Formula : Expression extendFormula[$item[1]]

# extendFormula[$expression] ; expression might be followed by punct Expression...
#   or relop Expression... or arrow Expression or nothing.
extendFormula :
          /^\Z/ { $arg[0];}   # short circuit!
        | punctExpr(s) maybeRHS[$arg[0],map(@$_,@{$item[1]})]
        | relop Expression moreRHS[$arg[0],$item[1],$item[2]]
        | relop /^\Z/    { NewFormula($arg[0],$item[1], Absent()); }
        | { $arg[0]; }

# maybeRHS[$expr,(punct,$expr)*];
#    Could have RELOP Expression (which means the (collected LHS) relation RHS)
#    or done (just collection)
maybeRHS :
          /^\Z/ { NewList(@arg); }
        | relopExpr(s) { NewFormula(NewList(@arg),map(@$_,@{$item[1]})); }
        | { NewList(@arg); }
# --- either line could be followed by (>0)
# For the latter, does a,b,c (<0) mean c<0 or all of them are <0 ????

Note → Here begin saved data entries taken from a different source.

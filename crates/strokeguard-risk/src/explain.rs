//! Explanation builder: ranks clinically meaningful features by the
//! classifier's global importance weights and attaches the narrative
//! context and recommendation strings for the risk label.

use serde::Serialize;

use crate::{
  artifact::ClassifierArtifact,
  features::{FEATURE_NAMES, FeatureVector},
  scorer::RiskLabel,
};

/// How many explanatory features a high-risk response carries at most.
const TOP_FEATURES: usize = 5;

/// Features eligible for explanation: the clinically meaningful subset.
/// Excludes the sex encoding and the three trend features — serving-time
/// constants and encoding artifacts would read as noise next to "most
/// influential factors".
const EXPLAINED_FEATURES: [&str; 17] = [
  "age",
  "temperature",
  "systolic_pressure",
  "diastolic_pressure",
  "heart_rate",
  "respiratory_rate",
  "weight",
  "height",
  "bmi",
  "arrhythmia",
  "obesity",
  "smoking",
  "alcohol",
  "stimulant_use",
  "sedentary",
  "prior_cardiac_disease",
  "stress",
];

/// One explanatory feature: its name, its value in the scored vector, and
/// the classifier's global importance weight.
#[derive(Debug, Clone, PartialEq, Serialize)]
pub struct FeatureContribution {
  pub feature: String,
  pub value:   f64,
  pub weight:  f64,
}

/// The top explanatory features for a high-risk result, by importance
/// weight descending (ties keep schema order). Low risk yields an empty
/// list: no causal story is suggested for patients below the threshold.
pub fn top_features(
  artifact: &ClassifierArtifact,
  vector: &FeatureVector,
  label: RiskLabel,
) -> Vec<FeatureContribution> {
  if label == RiskLabel::Low {
    return Vec::new();
  }

  let mut contributions: Vec<FeatureContribution> = FEATURE_NAMES
    .iter()
    .enumerate()
    .filter(|(_, name)| EXPLAINED_FEATURES.contains(name))
    .map(|(index, name)| FeatureContribution {
      feature: (*name).to_owned(),
      value:   vector.value(index),
      weight:  artifact.importance(index),
    })
    .collect();

  // Stable sort: equal weights keep their schema order.
  contributions.sort_by(|a, b| {
    b.weight.partial_cmp(&a.weight).unwrap_or(std::cmp::Ordering::Equal)
  });
  contributions.truncate(TOP_FEATURES);
  contributions
}

/// Risk-appropriate context sentence for the response narrative.
pub fn context_sentence(label: RiskLabel) -> &'static str {
  match label {
    RiskLabel::High => {
      "The clinical profile at the most recent visit places this patient \
       above the high-risk threshold for a cerebrovascular event."
    }
    RiskLabel::Low => {
      "The clinical profile at the most recent visit does not indicate an \
       elevated short-term risk of a cerebrovascular event."
    }
  }
}

/// The fixed, ordered recommendation list for a risk label. No per-patient
/// customisation beyond the label itself.
pub fn recommendations(label: RiskLabel) -> [&'static str; 5] {
  match label {
    RiskLabel::High => [
      "Refer the patient for neurological evaluation as soon as possible.",
      "Monitor blood pressure at least twice daily and record the readings.",
      "Review current medication for anticoagulant or antihypertensive \
       adjustment.",
      "Advise immediate smoking cessation and complete alcohol abstinence.",
      "Schedule a follow-up visit within two weeks to reassess vital signs.",
    ],
    RiskLabel::Low => [
      "Maintain a routine annual check-up schedule.",
      "Encourage at least 150 minutes of moderate physical activity per week.",
      "Promote a low-sodium diet rich in fruit and vegetables.",
      "Keep blood pressure and cholesterol within recommended ranges.",
      "Reinforce awareness of early stroke warning signs.",
    ],
  }
}

#[cfg(test)]
mod tests {
  use super::*;
  use crate::features::FEATURE_COUNT;

  fn artifact_with_importances(importances: [f64; FEATURE_COUNT]) -> ClassifierArtifact {
    let names: Vec<String> =
      FEATURE_NAMES.iter().map(|n| (*n).to_owned()).collect();
    let raw = serde_json::json!({
      "feature_names": names,
      "importances": importances,
      "trees": [{ "nodes": [{ "kind": "leaf", "probability": 0.9 }] }]
    })
    .to_string();
    ClassifierArtifact::from_json_str(&raw).unwrap()
  }

  fn any_vector() -> FeatureVector {
    use chrono::{NaiveDate, Utc};
    use strokeguard_core::{
      patient::{
        ContactInfo, DocumentType, EmergencyContact, Patient,
        PatientRiskFactors, Sex,
      },
      visit::{
        Biometrics, Comorbidities, VisitNarrative, VisitRiskFactors, Visit,
        VitalSigns,
      },
    };
    use uuid::Uuid;

    let patient = Patient {
      patient_id:        Uuid::new_v4(),
      created_at:        Utc::now(),
      name:              "X".into(),
      document_type:     DocumentType::Cc,
      document:          "1".into(),
      birth_date:        NaiveDate::from_ymd_opt(1955, 3, 10).unwrap(),
      sex:               Sex::Female,
      contact:           ContactInfo::default(),
      emergency_contact: EmergencyContact::default(),
      risk_factors:      PatientRiskFactors::default(),
      prior_stroke:      false,
    };
    let visit = Visit {
      visit_id:      Uuid::new_v4(),
      patient_id:    patient.patient_id,
      visit_date:    NaiveDate::from_ymd_opt(2024, 2, 1).unwrap(),
      vitals:        VitalSigns {
        temperature:        Some(37.0),
        systolic_pressure:  165.0,
        diastolic_pressure: 95.0,
        heart_rate:         Some(88),
        respiratory_rate:   Some(18),
        arrhythmia:         true,
        notes:              None,
      },
      biometrics:    Biometrics::from_measurements(92.0, 1.6).unwrap(),
      risk_factors:  VisitRiskFactors {
        obesity: true,
        smoking: true,
        ..Default::default()
      },
      comorbidities: Comorbidities::default(),
      narrative:     VisitNarrative::default(),
      stroke_event:  false,
    };
    FeatureVector::from_latest_visit(&patient, &visit)
  }

  #[test]
  fn low_risk_yields_no_features() {
    let artifact = artifact_with_importances([0.1; FEATURE_COUNT]);
    let features = top_features(&artifact, &any_vector(), RiskLabel::Low);
    assert!(features.is_empty());
  }

  #[test]
  fn high_risk_yields_at_most_five_sorted_descending() {
    let mut importances = [0.01; FEATURE_COUNT];
    importances[3] = 0.30; // systolic_pressure
    importances[9] = 0.25; // bmi
    importances[0] = 0.20; // age
    importances[10] = 0.15; // arrhythmia
    importances[12] = 0.10; // smoking
    importances[4] = 0.05; // diastolic_pressure
    let artifact = artifact_with_importances(importances);

    let features = top_features(&artifact, &any_vector(), RiskLabel::High);
    assert_eq!(features.len(), 5);
    assert_eq!(features[0].feature, "systolic_pressure");
    assert_eq!(features[1].feature, "bmi");
    assert_eq!(features[2].feature, "age");
    assert_eq!(features[3].feature, "arrhythmia");
    assert_eq!(features[4].feature, "smoking");
    assert!(features.windows(2).all(|w| w[0].weight >= w[1].weight));
  }

  #[test]
  fn ties_keep_schema_order() {
    // All weights equal: the top five must be the first five allow-listed
    // features in schema order.
    let artifact = artifact_with_importances([0.05; FEATURE_COUNT]);
    let features = top_features(&artifact, &any_vector(), RiskLabel::High);
    let names: Vec<&str> =
      features.iter().map(|f| f.feature.as_str()).collect();
    assert_eq!(
      names,
      ["age", "temperature", "systolic_pressure", "diastolic_pressure", "heart_rate"]
    );
  }

  #[test]
  fn sex_and_trend_features_are_never_explained() {
    // Give the excluded features overwhelming weight; they still must not
    // surface.
    let mut importances = [0.0; FEATURE_COUNT];
    importances[1] = 0.9; // sex
    importances[18] = 0.8; // pressure_delta
    importances[19] = 0.7; // visits_last_year
    importances[20] = 0.6; // heart_rate_std_last_year
    importances[0] = 0.1; // age
    let artifact = artifact_with_importances(importances);

    let features = top_features(&artifact, &any_vector(), RiskLabel::High);
    assert!(features.iter().all(|f| {
      !["sex", "pressure_delta", "visits_last_year", "heart_rate_std_last_year"]
        .contains(&f.feature.as_str())
    }));
    assert_eq!(features[0].feature, "age");
  }

  #[test]
  fn recommendations_differ_by_label() {
    assert_ne!(
      recommendations(RiskLabel::High),
      recommendations(RiskLabel::Low)
    );
    assert_eq!(recommendations(RiskLabel::High).len(), 5);
    assert_eq!(recommendations(RiskLabel::Low).len(), 5);
  }
}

# moreRHS[$expr,$relop,$expr]; Could have more (relop Expression)
# or (punct Expression)*
moreRHS :
          /^\Z/   { NewFormula($arg[0],$arg[1],$arg[2]); } # short circuit!
        | PUNCT Expression maybeColRHS[@arg,$item[1],$item[2]]
        | relopExpr(s?) { NewFormula($arg[0],$arg[1],$arg[2],
                                     map(@$_,@{$item[1]})); }
# --- 1st line could be preceded by (>0) IF it ends up end of formula
# --- 2nd line could be followed by (>0)

# maybeColRHS[$expr,$relop,$expr,(punct, $expr)*];
#    Could be done, get punct (collection) or rel Expression (another formula)
maybeColRHS :
          /^\Z/ { NewFormula($arg[0],$arg[1],NewList(@arg[2..$#arg])); }
        | relop Expression moreRHS[$arg[$#arg],$item[1],$item[2]]
            { NewFormulae(NewFormula($arg[0],$arg[1],
                          NewList(@arg[2..$#arg-2])),$arg[$#arg-1],$item[3]); }
        | PUNCT Expression maybeColRHS[@arg,$item[1],$item[2]]
        | { NewFormula($arg[0],$arg[1],NewList(@arg[2..$#arg])); }
# --- 1st line handles it through more RHS ???
# --- 2nd line could be preceded by (>0) if it ends formula
# --- 3rd line could be followed by (>0)


punctExpr : PUNCT Expression                    { [$item[1],$item[2]]; }

relopExpr : relop Expression                    { [$item[1],$item[2]]; }
          | relop /^\Z/                         { [$item[1], Absent()]; }

metarelopFormula :
            METARELOP Formula                   { [$item[1],$item[2]]; }
          | METARELOP /^\Z/                     { [$item[1], Absent()]; }
#%%%%%%%%%%%%%%%%%%%%%%%%%%%%%%%%%%%%%%%%%%%%%%%%%%%%%%%%%%%%%%%%%%%%%%%%%%%%%%%%
# `Modifier' formula, things like $<0$, that might follow another formula or text.
# Absent() is a placeholder for the missing thing... (?)
# [and also when the LHS is moved away, due to alignment rearrangement]
modifierFormulae : modifierFormula moreFormulae[$item[1]]
modifierFormula : relop Expression moreRHS[Absent(),$item[1],$item[2]]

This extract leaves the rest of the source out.